Lembro-me bem da ordem que era dada «Aos alvos!», altura em que o pessoal arrancava da sua posição para recolher os cartuchos e isto depois de ser assegurado que não estava mais ninguém em posição de tiro: não era preciso estar a disparar (o que acabava com um «Alto!»), bastava não estar de pé, e era feita uma verificação sumária de que todos já tinham consumido os seus cartuchos.
Neste espaldão, onde as balas ficavam incrustadas, de metal, como é claro, era permitido que as pessoas as recolhessem. Muito particularmente o «trabalho» estava quase em exclusivo destinado a pessoas de etnia cigana ou eles tinham-no reservado para si e não me lembro de ter por lá visto outras pessoas.
Não sei o que eles faziam com esses bocados de metal, amarrotado, mas não me parece que o fossem vender ao quartel. Na verdade era de toda a conveniência manter o espaldão o mais limpo possível de balas, na medida em que estas, apesar de ser remota a possibilidade, podiam servir de factores de ricochete das balas disparadas em doses maciças em dias de exercício.
Pois bem, e regressando às valas dos alvos, houve uma altura em que supostamente apareceu um fantasma à meia noite e às quartas feiras, se não estou enganado quanto ao dia da semana.
O fantasma da carreira de tiro correu de boca a orelha e eram diversas as interpretações sobre o perfil do mesmo (fantasma) seguindo o princípio do «fulano disse que era assim, porque beltrano lhe disse que sicrano bem viu, etc.».
Aparentemente este fantasma era tradicionalista, segundo os relatos, e não dispensava o lençol branco, e era este o único ponto mais comum. Mas havia mistério, de facto, porque o dito ser do «outro mundo» aparecia à flor do terreno caminhando (ou sobrevoando) o espaço entre as duas paredes das valas, que segundo me lembro tinham talvez entre 2,5 e 3m de profundidade.
Os mais científicos, pensando num gozo de alguém o que até fazia falta naquela altura, haver um gozo, diziam que era alguém com andas (como essas que se usam nos circos) que lhe alongavam as pernas e permitiam assim que ele parecesse cerca de 3 metros mais alto, tendo por ideia que ele andava dentro das fossas ou valas.

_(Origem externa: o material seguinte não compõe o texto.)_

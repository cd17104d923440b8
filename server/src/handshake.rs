//! Connection handshake: greet the client, wait for its game selection.

use std::sync::Arc;

use log::debug;
use shared::{welcome, GameInfo, Object};

use crate::player::Player;
use crate::queue::SlidingReceiver;

/// Sends the welcome message and reads from the inbound queue until the
/// client names a game. Messages without the full game-selection triple are
/// dropped silently — the player is not in any session yet, so there is
/// nowhere to forward them. Returns `None` when the connection closes first.
pub async fn run(player: &Arc<Player>, inbound: &mut SlidingReceiver<Object>) -> Option<GameInfo> {
    player.send(welcome(&player.id));
    while let Some(obj) = inbound.recv().await {
        if let Some(info) = GameInfo::from_object(&obj) {
            debug!(
                "player {} selected {} (capacity {}, step time {} ms)",
                player.id, info.game_type, info.max_players, info.step_time
            );
            return Some(info);
        }
        debug!("dropping pre-handshake message from player {}", player.id);
    }
    None
}
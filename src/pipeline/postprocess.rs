//! Post-processing: deterministic cleanup of extracted page text.
//!
//! Both extraction paths leave recognisable artefacts. Vision models
//! occasionally wrap output in code fences despite being told not to;
//! library extraction carries Windows line endings, trailing whitespace and
//! invisible Unicode (zero-width spaces, soft hyphens, BOMs) straight out
//! of the content stream. Each rule here is a cheap pure function; keeping
//! them out of the prompt means the prompt stays focused on *what to read*,
//! not on formatting edge-cases.
//!
//! Rule order matters: fences are stripped before whitespace passes so the
//! fence detection sees the raw shape, and blank-line collapsing runs after
//! per-line trimming so whitespace-only lines count as blank.

use once_cell::sync::Lazy;
use regex::Regex;

/// Apply all cleanup rules to one page's raw text.
pub fn clean_text(input: &str) -> String {
    let s = strip_outer_fences(input);
    let s = normalise_line_endings(&s);
    let s = trim_trailing_whitespace(&s);
    let s = collapse_blank_lines(&s);
    let s = remove_invisible_chars(&s);
    s.trim().to_string()
}

// ── Rule 1: Strip outer code fences ──────────────────────────────────────

static RE_OUTER_FENCES: Lazy<Regex> =
    Lazy::new(|| Regex::new(r"(?s)^```(?:text|markdown)?\n(.*)\n```\s*$").unwrap());

fn strip_outer_fences(input: &str) -> String {
    if let Some(caps) = RE_OUTER_FENCES.captures(input.trim()) {
        caps[1].to_string()
    } else {
        input.to_string()
    }
}

// ── Rule 2: Normalise line endings ───────────────────────────────────────

fn normalise_line_endings(input: &str) -> String {
    input.replace("\r\n", "\n").replace('\r', "\n")
}

// ── Rule 3: Trim trailing whitespace per line ────────────────────────────

fn trim_trailing_whitespace(input: &str) -> String {
    input
        .lines()
        .map(|line| line.trim_end())
        .collect::<Vec<_>>()
        .join("\n")
}

// ── Rule 4: Collapse excessive blank lines ───────────────────────────────

static RE_BLANK_LINES: Lazy<Regex> = Lazy::new(|| Regex::new(r"\n{3,}").unwrap());

fn collapse_blank_lines(input: &str) -> String {
    RE_BLANK_LINES.replace_all(input, "\n\n").to_string()
}

// ── Rule 5: Remove invisible Unicode ─────────────────────────────────────

const INVISIBLE: &[char] = &[
    '\u{200B}', // zero-width space
    '\u{200C}', // zero-width non-joiner
    '\u{200D}', // zero-width joiner
    '\u{2060}', // word joiner
    '\u{FEFF}', // BOM
    '\u{00AD}', // soft hyphen
];

fn remove_invisible_chars(input: &str) -> String {
    input.chars().filter(|c| !INVISIBLE.contains(c)).collect()
}

#[cfg(test)]
mod tests {
    use super::*;

    #[test]
    fn strips_model_fences() {
        let input = "```text\nInvoice #42\nTotal: $10\n```";
        assert_eq!(clean_text(input), "Invoice #42\nTotal: $10");
        // fences inside the text are left alone
        let inner = "before\n```\ncode\n```";
        assert_eq!(clean_text(inner), inner);
    }

    #[test]
    fn normalises_crlf() {
        assert_eq!(clean_text("a\r\nb\rc"), "a\nb\nc");
    }

    #[test]
    fn trims_trailing_whitespace() {
        assert_eq!(clean_text("line one   \nline two\t"), "line one\nline two");
    }

    #[test]
    fn collapses_blank_runs() {
        assert_eq!(clean_text("a\n\n\n\n\nb"), "a\n\nb");
        // a single blank line is preserved
        assert_eq!(clean_text("a\n\nb"), "a\n\nb");
    }

    #[test]
    fn removes_invisible_junk() {
        let input = "he\u{200B}llo\u{FEFF} wor\u{00AD}ld";
        assert_eq!(clean_text(input), "hello world");
    }

    #[test]
    fn trims_outer_whitespace() {
        assert_eq!(clean_text("\n\n  hello  \n\n"), "hello");
        assert_eq!(clean_text(""), "");
    }
}
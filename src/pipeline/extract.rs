//! Library text extraction: the free, deterministic path.
//!
//! pdfium wraps a C++ library with thread-local state, so all calls run on
//! the blocking pool via `spawn_blocking` and never from an async context
//! directly. One pass extracts every selected page; documents whose pages
//! all extract cleanly never touch the network at all.

use std::path::Path;

use tracing::{debug, warn};

use crate::error::ParseError;
use crate::output::DocumentMetadata;

use super::{bind_pdfium, load_document};

/// Extract text for the selected pages (0-indexed).
///
/// A page whose text extraction fails yields an empty string rather than
/// an error — the classifier scores it 0.0 and the dispatcher decides what
/// to do with it, which is exactly the treatment a scanned page gets.
pub async fn extract_pages(
    pdf_path: &Path,
    password: Option<&str>,
    page_indices: &[usize],
) -> Result<Vec<(usize, String)>, ParseError> {
    let path = pdf_path.to_path_buf();
    let pwd = password.map(|s| s.to_string());
    let indices = page_indices.to_vec();

    tokio::task::spawn_blocking(move || extract_pages_blocking(&path, pwd.as_deref(), &indices))
        .await
        .map_err(|e| ParseError::Internal(format!("extract task panicked: {e}")))?
}

fn extract_pages_blocking(
    pdf_path: &Path,
    password: Option<&str>,
    page_indices: &[usize],
) -> Result<Vec<(usize, String)>, ParseError> {
    let pdfium = bind_pdfium()?;
    let document = load_document(&pdfium, pdf_path, password)?;
    let pages = document.pages();
    let total_pages = pages.len() as usize;

    let mut results = Vec::with_capacity(page_indices.len());

    for &idx in page_indices {
        if idx >= total_pages {
            warn!("skipping page {} (out of range, total={})", idx + 1, total_pages);
            continue;
        }

        let text = match pages.get(idx as u16) {
            Ok(page) => match page.text() {
                Ok(text) => text.all(),
                Err(e) => {
                    warn!("text extraction failed for page {}: {:?}", idx + 1, e);
                    String::new()
                }
            },
            Err(e) => {
                warn!("failed to load page {}: {:?}", idx + 1, e);
                String::new()
            }
        };

        debug!("extracted page {} → {} chars", idx + 1, text.len());
        results.push((idx, text));
    }

    Ok(results)
}

/// Extract document metadata without touching page content.
pub async fn extract_metadata(
    pdf_path: &Path,
    password: Option<&str>,
) -> Result<DocumentMetadata, ParseError> {
    let path = pdf_path.to_path_buf();
    let pwd = password.map(|s| s.to_string());

    tokio::task::spawn_blocking(move || extract_metadata_blocking(&path, pwd.as_deref()))
        .await
        .map_err(|e| ParseError::Internal(format!("metadata task panicked: {e}")))?
}

fn extract_metadata_blocking(
    pdf_path: &Path,
    password: Option<&str>,
) -> Result<DocumentMetadata, ParseError> {
    use pdfium_render::prelude::PdfDocumentMetadataTagType;

    let pdfium = bind_pdfium()?;
    let document = load_document(&pdfium, pdf_path, password)?;

    let metadata = document.metadata();
    let pages = document.pages();

    let get_meta = |tag: PdfDocumentMetadataTagType| -> Option<String> {
        metadata.get(tag).and_then(|t| {
            let v = t.value().to_string();
            if v.is_empty() {
                None
            } else {
                Some(v)
            }
        })
    };

    Ok(DocumentMetadata {
        title: get_meta(PdfDocumentMetadataTagType::Title),
        author: get_meta(PdfDocumentMetadataTagType::Author),
        subject: get_meta(PdfDocumentMetadataTagType::Subject),
        creator: get_meta(PdfDocumentMetadataTagType::Creator),
        producer: get_meta(PdfDocumentMetadataTagType::Producer),
        creation_date: get_meta(PdfDocumentMetadataTagType::CreationDate),
        modification_date: get_meta(PdfDocumentMetadataTagType::ModificationDate),
        page_count: pages.len() as usize,
        pdf_version: format!("{:?}", document.version()),
    })
}
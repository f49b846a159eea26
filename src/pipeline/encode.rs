//! Image encoding: `DynamicImage` → base64 PNG ready for a provider API.
//!
//! PNG over JPEG because it is lossless — compression artefacts on rendered
//! text measurably degrade what a vision model can read, and page images
//! compress well anyway.

use std::io::Cursor;

use base64::{engine::general_purpose::STANDARD, Engine as _};
use image::DynamicImage;
use tracing::debug;

/// A page image encoded for transport to a provider.
#[derive(Debug, Clone)]
pub struct EncodedPage {
    pub base64: String,
    pub mime_type: &'static str,
}

impl EncodedPage {
    /// Render as a `data:` URI (OpenAI's image_url format).
    pub fn data_uri(&self) -> String {
        format!("data:{};base64,{}", self.mime_type, self.base64)
    }
}

/// Encode a rasterised page as base64 PNG.
pub fn encode_page(img: &DynamicImage) -> Result<EncodedPage, image::ImageError> {
    let mut buf = Vec::new();
    img.write_to(&mut Cursor::new(&mut buf), image::ImageFormat::Png)?;

    let b64 = STANDARD.encode(&buf);
    debug!("encoded page image → {} bytes base64", b64.len());

    Ok(EncodedPage {
        base64: b64,
        mime_type: "image/png",
    })
}

#[cfg(test)]
mod tests {
    use super::*;
    use image::{Rgba, RgbaImage};

    #[test]
    fn encode_small_image() {
        let img = DynamicImage::ImageRgba8(RgbaImage::from_pixel(10, 10, Rgba([255, 0, 0, 255])));
        let page = encode_page(&img).expect("encode should succeed");
        assert_eq!(page.mime_type, "image/png");
        assert!(!page.base64.is_empty());
        let decoded = STANDARD.decode(&page.base64).expect("valid base64");
        assert_eq!(&decoded[1..4], b"PNG");
    }

    #[test]
    fn data_uri_has_mime_prefix() {
        let page = EncodedPage {
            base64: "Zm9v".into(),
            mime_type: "image/png",
        };
        assert_eq!(page.data_uri(), "data:image/png;base64,Zm9v");
    }
}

Essa ideia tinha base mas colidia com o acidentado do fundo das valas. Qualquer pesssoa que se aventurasse a utilizar uma coisa dessas, ainda por cima com aquele tamanho, arriscava-se a dar um trambolhão ao tropeçar nas inúmeras pedras que o fundo das valas tinham, e presumivelmente a ver encarecer a sua brincadeira talvez com uma real passagem para o «outro mundo» mesmo.
A coisa tornou-se pública em Faro, sobretudo entre a malta jovem e foram cativados para a causa também alguns mais seniors, pelo que uma noite juntaram-se cerca de cinquenta a cem pessoas para «ir ver o fantasma».
Não estava previsto qualquer acto de violência contra a seguramente atormentada alma (colocava-se a hipótese de ser um soldado ali falecido por acidente) e bem esperámos mas nada.
O pessoal bem gritava «ò fantasma está na hora!!ò fantasma está na hora!!» assim que bateu a meia noite, mas nada.
Foi uma verdadeira frustração e era uma das primeiras oportunidades da minha vida para ver um fantasma, ao «vivo» e depois disso nunca vi nenhum.
Debandada geral. A partir daí nunca mais se ouviu falar no «fantasma da carreira de tiro» e os outros que foram sendo citados como frequentadores de outros pontos da cidade não tinham aquela carga emocional que aquele teve.
Tenho saudades dele...e lá para onde ele se tenha deslocado desejo-lhe as maiores felicidades embora tenha ficado muito ressentido.
Nota: A foto foi «repescada» no Blogue A Defesa de Faro.